Pris ensemble, nos résultats indiquent une déconnexion potentielle entre le soutien du public et des décideurs américains aux exportations de drones, en particulier vers l’Ukraine. Pourtant, nos résultats ne doivent pas être interprétés comme un « feu vert » pour les ventes de drones. Les décideurs ont le devoir de mettre en œuvre les politiques qu’ils jugent bonnes pour le pays. En tant que tels, ils invoquent souvent la politique CAT et le MTCR pour limiter les exportations de drones, reflétant une préoccupation pour les risques de prolifération.

Les décideurs politiques pourraient bien avoir raison. Des groupes d’opposition dans certains pays ont utilisé des drones contre les dirigeants de leur propre gouvernement national, et les autorités d’autres pays ont ciblé leurs rivaux politiques.
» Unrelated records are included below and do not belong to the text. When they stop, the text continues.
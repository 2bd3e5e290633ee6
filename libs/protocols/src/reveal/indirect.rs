//! Aggregated reveal protocol implementation.

use anyhow::Context;
use basic_types::{jar::PartyJar, PartyMessage};
use math_lib::{
    fields::{Field, PrimeField},
    modular::{EncodedModularNumber, ModularNumber, Prime},
};
use serde::{Deserialize, Serialize};
use shamir_sharing::{
    party::PartyId,
    protocol::RecVectorError,
    secret_sharer::{SecretSharerProperties, ShamirSecretSharer},
};
use state_machine::{
    errors::StateMachineError,
    state::{Recipient, StateMachineMessage},
    StateMachineState, StateMachineStateExt, StateMachineStateOutput, StateMachineStateResult,
};
use std::{fmt, sync::Arc};

/// The indirect reveal protocol state definitions.
pub mod states {
    use basic_types::jar::PartyJar;
    use math_lib::modular::{ModularNumber, Prime};
    use shamir_sharing::{party::PartyId, secret_sharer::ShamirSecretSharer};
    use std::sync::Arc;

    /// The aggregator is waiting for the weighed shares of the first `t+1`
    /// parties.
    pub struct WaitingWeighed<T: Prime> {
        /// The number of secrets being reconstructed.
        pub(crate) secret_count: usize,

        /// The weighed shares, one vector per contributor.
        pub(crate) weighed: PartyJar<Vec<ModularNumber<T>>>,

        /// The secret sharer to be used.
        pub(crate) secret_sharer: Arc<ShamirSecretSharer<T>>,
    }

    /// We are waiting for the aggregator's broadcast of the clear values.
    pub struct WaitingResult<T: Prime> {
        /// The number of secrets being reconstructed.
        pub(crate) secret_count: usize,

        /// The aggregator party.
        pub(crate) aggregator: PartyId,

        /// Holds the broadcast result once it arrives.
        pub(crate) result: PartyJar<Vec<ModularNumber<T>>>,
    }
}

/// The state machine for the indirect reveal protocol.
///
/// The first `t+1` parties send their Lagrange-weighed shares to the first
/// party, which sums them into the clear values and broadcasts those to
/// everyone. Total messages stay linear in the party count, at the price of
/// trusting the aggregator for liveness.
pub enum IndirectRevealState<T: Prime> {
    /// The aggregator is collecting weighed shares.
    WaitingWeighed(states::WaitingWeighed<T>),

    /// We are waiting for the aggregator's broadcast.
    WaitingResult(states::WaitingResult<T>),
}

use IndirectRevealState::*;

impl<T: Prime> IndirectRevealState<T> {
    /// Constructs a new indirect reveal state.
    pub fn new(
        shares: Vec<ModularNumber<T>>,
        secret_sharer: Arc<ShamirSecretSharer<T>>,
    ) -> Result<(Self, Vec<StateMachineMessage<Self>>), IndirectRevealCreateError> {
        let secret_count = shares.len();
        let contributor_count = secret_sharer.polynomial_degree() as usize + 1;
        let aggregator = secret_sharer
            .party_mapper()
            .party_at(0)
            .cloned()
            .ok_or(IndirectRevealCreateError::PartyNotFound)?;
        let local_index = secret_sharer.local_party_index().ok_or(IndirectRevealCreateError::PartyNotFound)?;

        let mut messages = Vec::new();
        if local_index < contributor_count {
            // Weigh with the coefficients of the t+1 window, not the full
            // set: the aggregator sums exactly these contributions.
            let coefficients = secret_sharer.rec_vector(0, contributor_count)?;
            let coefficient =
                coefficients.get(local_index).ok_or(IndirectRevealCreateError::PartyNotFound)?;
            let weighed: Vec<_> = shares.iter().map(|share| *share * coefficient).collect();
            let contents = IndirectRevealStateMessage::Weighed(PrimeField::encode(&weighed));
            messages.push(StateMachineMessage::<Self>::new(Recipient::Single(aggregator.clone()), contents));
        }

        let state = if *secret_sharer.local_party_id() == aggregator {
            WaitingWeighed(states::WaitingWeighed {
                secret_count,
                weighed: PartyJar::new(contributor_count),
                secret_sharer,
            })
        } else {
            WaitingResult(states::WaitingResult { secret_count, aggregator, result: PartyJar::new(1) })
        };
        Ok((state, messages))
    }

    fn handle_message(
        mut state: Self,
        message: PartyMessage<IndirectRevealStateMessage>,
    ) -> StateMachineStateResult<Self> {
        let (party_id, message) = message.into_parts();
        match (message, &mut state) {
            (IndirectRevealStateMessage::Weighed(values), WaitingWeighed(inner)) => {
                let shares = PrimeField::try_decode(&values).context("weighed share decoding")?;
                inner.weighed.add_element(party_id, shares).context("adding weighed shares")?;
                state.advance_if_completed()
            }
            (IndirectRevealStateMessage::Result(values), WaitingResult(inner)) => {
                if party_id != inner.aggregator {
                    return Err(StateMachineError::UnexpectedError(anyhow::anyhow!(
                        "reveal result from non-aggregator {party_id}"
                    )));
                }
                let secrets = PrimeField::try_decode(&values).context("result decoding")?;
                inner.result.add_element(party_id, secrets).context("adding result")?;
                state.advance_if_completed()
            }
            (message, _) => Ok(StateMachineStateOutput::OutOfOrder(state, PartyMessage::new(party_id, message))),
        }
    }

    fn transition_waiting_weighed(state: states::WaitingWeighed<T>) -> StateMachineStateResult<Self> {
        let mut secrets = vec![ModularNumber::ZERO; state.secret_count];
        for (_, weighed) in state.weighed.into_elements() {
            if weighed.len() != state.secret_count {
                return Err(StateMachineError::UnexpectedError(anyhow::anyhow!(
                    "expected {} weighed shares, got {}",
                    state.secret_count,
                    weighed.len()
                )));
            }
            for (secret, share) in secrets.iter_mut().zip(weighed.into_iter()) {
                *secret = *secret + &share;
            }
        }
        let contents = IndirectRevealStateMessage::Result(PrimeField::encode(&secrets));
        let messages = vec![StateMachineMessage::<Self>::new(
            Recipient::Multiple(state.secret_sharer.parties()),
            contents,
        )];
        let aggregator = state.secret_sharer.local_party_id().clone();
        let next_state = WaitingResult(states::WaitingResult {
            secret_count: state.secret_count,
            aggregator,
            result: PartyJar::new(1),
        });
        Ok(StateMachineStateOutput::Messages(next_state, messages))
    }

    fn transition_waiting_result(state: states::WaitingResult<T>) -> StateMachineStateResult<Self> {
        let mut elements = state.result.into_elements();
        match elements.next() {
            Some((_, secrets)) if secrets.len() == state.secret_count => {
                Ok(StateMachineStateOutput::Final(secrets))
            }
            Some((_, secrets)) => Err(StateMachineError::UnexpectedError(anyhow::anyhow!(
                "expected {} secrets, got {}",
                state.secret_count,
                secrets.len()
            ))),
            None => Err(StateMachineError::UnexpectedError(anyhow::anyhow!("result jar empty"))),
        }
    }
}

impl<T: Prime> StateMachineState for IndirectRevealState<T> {
    type RecipientId = PartyId;
    type InputMessage = PartyMessage<IndirectRevealStateMessage>;
    type OutputMessage = IndirectRevealStateMessage;
    type FinalResult = Vec<ModularNumber<T>>;

    fn is_completed(&self) -> bool {
        match self {
            WaitingWeighed(inner) => inner.weighed.is_full(),
            WaitingResult(inner) => inner.result.is_full(),
        }
    }

    fn try_next(self) -> StateMachineStateResult<Self> {
        match self {
            WaitingWeighed(inner) => Self::transition_waiting_weighed(inner),
            WaitingResult(inner) => Self::transition_waiting_result(inner),
        }
    }

    fn handle_message(self, message: Self::InputMessage) -> StateMachineStateResult<Self> {
        Self::handle_message(self, message)
    }
}

impl<T: Prime> fmt::Display for IndirectRevealState<T> {
    fn fmt(&self, f: &mut fmt::Formatter<'_>) -> fmt::Result {
        match self {
            WaitingWeighed(_) => write!(f, "IndirectRevealState::WaitingWeighed"),
            WaitingResult(_) => write!(f, "IndirectRevealState::WaitingResult"),
        }
    }
}

/// A message for the indirect reveal state machine.
#[derive(Clone, Debug, Serialize, Deserialize, PartialEq)]
pub enum IndirectRevealStateMessage {
    /// A contributor's Lagrange-weighed shares, addressed to the
    /// aggregator.
    Weighed(Vec<EncodedModularNumber>),

    /// The aggregator's broadcast of the clear values.
    Result(Vec<EncodedModularNumber>),
}

/// An error during the indirect reveal state construction.
#[derive(thiserror::Error, Debug)]
pub enum IndirectRevealCreateError {
    /// A party id was not found.
    #[error("party id not found")]
    PartyNotFound,

    /// The reconstruction vector could not be produced.
    #[error(transparent)]
    RecVector(#[from] RecVectorError),
}

#[cfg(test)]
#[allow(clippy::unwrap_used, clippy::indexing_slicing, clippy::arithmetic_side_effects, clippy::panic)]
mod tests {
    use super::*;

    type Prime = math_lib::modular::M61Prime;
    type State = IndirectRevealState<Prime>;

    fn make_secret_sharer(local: usize) -> Arc<ShamirSecretSharer<Prime>> {
        let parties = vec![PartyId::from(1usize), PartyId::from(2usize), PartyId::from(3usize)];
        Arc::new(ShamirSecretSharer::new(PartyId::from(local), 1, parties).unwrap())
    }

    #[test]
    fn contributors_send_to_aggregator() {
        // Party 2 is within the t+1 = 2 window: one message to party 1.
        let sharer = make_secret_sharer(2);
        let (state, messages) = State::new(vec![ModularNumber::from_u32(5)], sharer).unwrap();
        assert!(matches!(state, WaitingResult(_)));
        assert_eq!(messages.len(), 1);
        assert_eq!(messages[0].recipient(), &Recipient::Single(PartyId::from(1usize)));
    }

    #[test]
    fn outsiders_only_listen() {
        // Party 3 is outside the window: no messages at all.
        let sharer = make_secret_sharer(3);
        let (state, messages) = State::new(vec![ModularNumber::from_u32(5)], sharer).unwrap();
        assert!(matches!(state, WaitingResult(_)));
        assert!(messages.is_empty());
    }

    #[test]
    fn aggregator_collects() {
        let sharer = make_secret_sharer(1);
        let (state, messages) = State::new(vec![ModularNumber::from_u32(5)], sharer).unwrap();
        assert!(matches!(state, WaitingWeighed(_)));
        // The aggregator contributes too, via a message to itself.
        assert_eq!(messages.len(), 1);
    }

    #[test]
    fn result_from_non_aggregator_rejected() {
        let sharer = make_secret_sharer(3);
        let (state, _) = State::new(vec![ModularNumber::from_u32(5)], sharer).unwrap();
        let message = PartyMessage::new(
            PartyId::from(2usize),
            IndirectRevealStateMessage::Result(vec![ModularNumber::<Prime>::from_u32(1).encode()]),
        );
        assert!(state.handle_message(message).is_err());
    }
}
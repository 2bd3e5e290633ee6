//! Evaluation points.

use crate::fields::Field;
use std::fmt::Debug;

/// A single polynomial evaluation point.
#[derive(Clone)]
pub struct Point<F>
where
    F: Field,
{
    /// The abscissa (x coordinate) of the point.
    pub x: F::Inner,
    /// The ordinate (y coordinate) of the point.
    pub y: F::Element,
}

impl<F> Point<F>
where
    F: Field,
{
    /// Creates a new point.
    pub fn new(x: F::Inner, y: F::Element) -> Point<F> {
        Point { x, y }
    }

    /// Consumes the point and returns its coordinates.
    pub fn into_coordinates(self) -> (F::Inner, F::Element) {
        (self.x, self.y)
    }
}

impl<F: Field> Debug for Point<F> {
    fn fmt(&self, f: &mut std::fmt::Formatter<'_>) -> std::fmt::Result {
        f.debug_struct("Point").field("x", &self.x).field("y", &self.y).finish()
    }
}
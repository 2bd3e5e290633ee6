//! Secret sharer abstractions and the Shamir implementation.

pub mod secret_sharer;
pub mod shamir_secret_sharer;

pub use secret_sharer::{
    GenerateSharesError, MultiMapError, MultiRecoverError, PartyShares, SecretSharer, SecretSharerProperties,
};
pub use shamir_secret_sharer::ShamirSecretSharer;

#[cfg(any(test, feature = "testing"))]
pub use shamir_secret_sharer::test_secret_sharer;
Mais notre analyse suggère que ces préoccupations ne sont peut-être pas partagées par les Américains, en particulier lorsqu’il s’agit d’exporter des drones d’attaque vers l’Ukraine. Et, comme le note Steven Pifer, « les lignes rouges du Kremlin – jamais clairement articulées – semblent moins strictes que certains en Occident ne le croient évidemment. Il reste de la place pour une assistance militaire américaine et occidentale élargie à Kiev qui ne franchirait pas les lignes qui semblent avoir émergé au cours de l’année écoulée. En effet, les inquiétudes concernant l’escalade en Ukraine due à l’aide militaire américaine se sont atténuées au fil du temps. Alors que les chars étaient autrefois perçus comme trop provocateurs pour fournir l’Ukraine, risquant un conflit direct entre la Russie et les États-Unis, ils sont maintenant salués comme un « changeur de jeu ».

Alors que le conflit en Ukraine s’éternise, les décideurs politiques ont de quoi réfléchir. Ils ouvrent déjà la porte à la fourniture d’avions de combat F-16 à l’Ukraine après des mois de demandes refusées. Même si le public approuve cette décision, signalant son soutien au transfert d’armements plus avancés vers l’Ukraine, seuls les décideurs politiques peuvent décider si l’envoi de drones armés doit suivre.